There is a clear understanding amongst law firms of the need to undertake customer due diligence before offering a service covered by the AML/CFT Act, but there is a degree of debate about at what point in the client engagement process the service is being offered – is it when first meeting the client to receive instructions or when substantive work is being undertaken?
It is important that firms work through this carefully, including deciding whether or not to undertake the same level of due diligence for all clients even if they are not currently using one of the services covered by the AML/CFT Act. Poorly thought out outcomes could create exposure under the AML/CFT Act and/or contribute to a poor client experience.
Another challenge being focused on is when and how to do enhanced customer due diligence. There appears to be real concern amongst law firms about how far they need to go to identify and verify the source of wealth and funds, and the impact of collecting and verifying the information required in the client engagement process, and ultimately the relationship with the client.
There also appears to be confusion regarding what being only part of a financial transactions value chain means for the collection and verification of source of wealth and source of income information.
Firms are also struggling to understand what ongoing customer due diligence means in the context of the transactional type relationship that law firms have with most of their clients.
The relationship law firms have with most of their clients is very different from the account type relationship financial institutions have with their customers. Law firms need to work through when and how to undertake ongoing due diligence, and clearly understand when a client stops being a client and what to do should the client re-engage the firm.
As a result of this very different client/customer engagement model, monitoring of clients behaviour and activity for unusual activity which might be suspicious is also very different in the context of legal services compared to financial institutions.
Law firms therefore also need to spend time coming to grips with how to monitor client activity and what is monitored, which may be very different to the approaches used by financial institutions and therefore may require adaption and refinement to align with a law firm’s business.
The final issue law firms are struggling with is reporting suspicious activity and getting to grips with the nuances of unusual activity versus suspicious activity and how to handle the unusual activity within their firm, and what steps are needed to investigate the unusual to determine if it is suspicious.
Based on our experience of supporting the delivery of AML/CFT compliance to many non-financial and financial businesses globally, including New Zealand, the current level of preparedness of New Zealand law firms means that many firms, if they do not start soon, will really struggle to achieve AML/CFT compliance before the 1st July deadline.
None of the law firms we spoke to expressed a desire to breach the law or not adequately address their obligations under the Act.
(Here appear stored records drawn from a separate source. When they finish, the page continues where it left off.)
impl<T> Promise<T>
where
    T: Clone + Send + 'static,
{
    pub(crate) fn settled(pool: LanePool, lane: Lane, outcome: Outcome<T>) -> Self {
        Self {
            pool,
            lane,
            state: State::Settled(outcome),
        }
    }

    pub(crate) fn pending(pool: LanePool, lane: Lane, cell: Arc<Cell<T>>) -> Self {
        Self {
            pool,
            lane,
            state: State::Pending(cell),
        }
    }

    /// The lane this promise's continuations are dispatched from.
    pub fn lane(&self) -> &Lane {
        &self.lane
    }

    /// Register `on_success` and `on_failure`. Exactly one of them will be
    /// called once this promise settles; the returned promise settles with
    /// what that callback produces.
    pub fn then<U, S, F>(&self, on_success: S, on_failure: F) -> Promise<U>
    where
        U: Clone + Send + 'static,
        S: FnOnce(T) -> anyhow::Result<Resolution<U>> + Send + 'static,
        F: FnOnce(Reason) -> anyhow::Result<Resolution<U>> + Send + 'static,
    {
        self.chain(
            move |v| on_success(v).map_err(Reason::from),
            move |r| on_failure(r).map_err(Reason::from),
        )
    }

    /// Like [Promise::then] without a failure callback: a failure is passed
    /// through to the returned promise unchanged.
    pub fn and_then<U, S>(&self, on_success: S) -> Promise<U>
    where
        U: Clone + Send + 'static,
        S: FnOnce(T) -> anyhow::Result<Resolution<U>> + Send + 'static,
    {
        self.chain(move |v| on_success(v).map_err(Reason::from), Err)
    }

    /// Like [Promise::then] without a success callback: a value is passed
    /// through to the returned promise unchanged.
    pub fn or_else<F>(&self, on_failure: F) -> Promise<T>
    where
        F: FnOnce(Reason) -> anyhow::Result<Resolution<T>> + Send + 'static,
    {
        self.chain(
            |v| Ok(Resolution::Value(v)),
            move |r| on_failure(r).map_err(Reason::from),
        )
    }

    /// A new promise settling exactly like this one.
    pub fn forward(&self) -> Promise<T> {
        self.chain(|v| Ok(Resolution::Value(v)), Err)
    }

    fn chain<U, S, F>(&self, on_success: S, on_failure: F) -> Promise<U>
    where
        U: Clone + Send + 'static,
        S: FnOnce(T) -> Result<Resolution<U>, Reason> + Send + 'static,
        F: FnOnce(Reason) -> Result<Resolution<U>, Reason> + Send + 'static,
    {
        let (deferred, promise) = self.pool.deferred::<U>();
        let on_reject = deferred.clone();

        self.subscribe(Continuation::new(
            move |value| deferred.settle_with(move || on_success(value)),
            move |reason| on_reject.settle_with(move || on_failure(reason)),
        ));

        promise
    }

    /// Hand `continuation` to this promise. It runs on a lane job once the
    /// outcome is known.
    pub(crate) fn subscribe(&self, continuation: Continuation<T>) {
        match &self.state {
            State::Pending(cell) => cell.subscribe(continuation),
            State::Settled(outcome) => {
                let outcome = outcome.clone();
                self.lane.schedule(move || continuation.run(outcome));
            }
        }
    }
}

pub(crate) fn lock<T>(mtx: &Mutex<T>) -> MutexGuard<'_, T> {
    mtx.lock().unwrap_or_else(PoisonError::into_inner)
}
However, with the current limited understanding of where to even begin to convert the requirements of the Act into business aligned practices, and the restricted capacity of AML/CFT practitioners to support law firms at volume before the 1st July deadline, a real possibility exists of significant levels of non-compliance across the legal practitioner sector.
This should be of significant concern to the law firms, but also to the DIA who are tasked with the supervision of the legal sector’s compliance with the AML/CFT Act.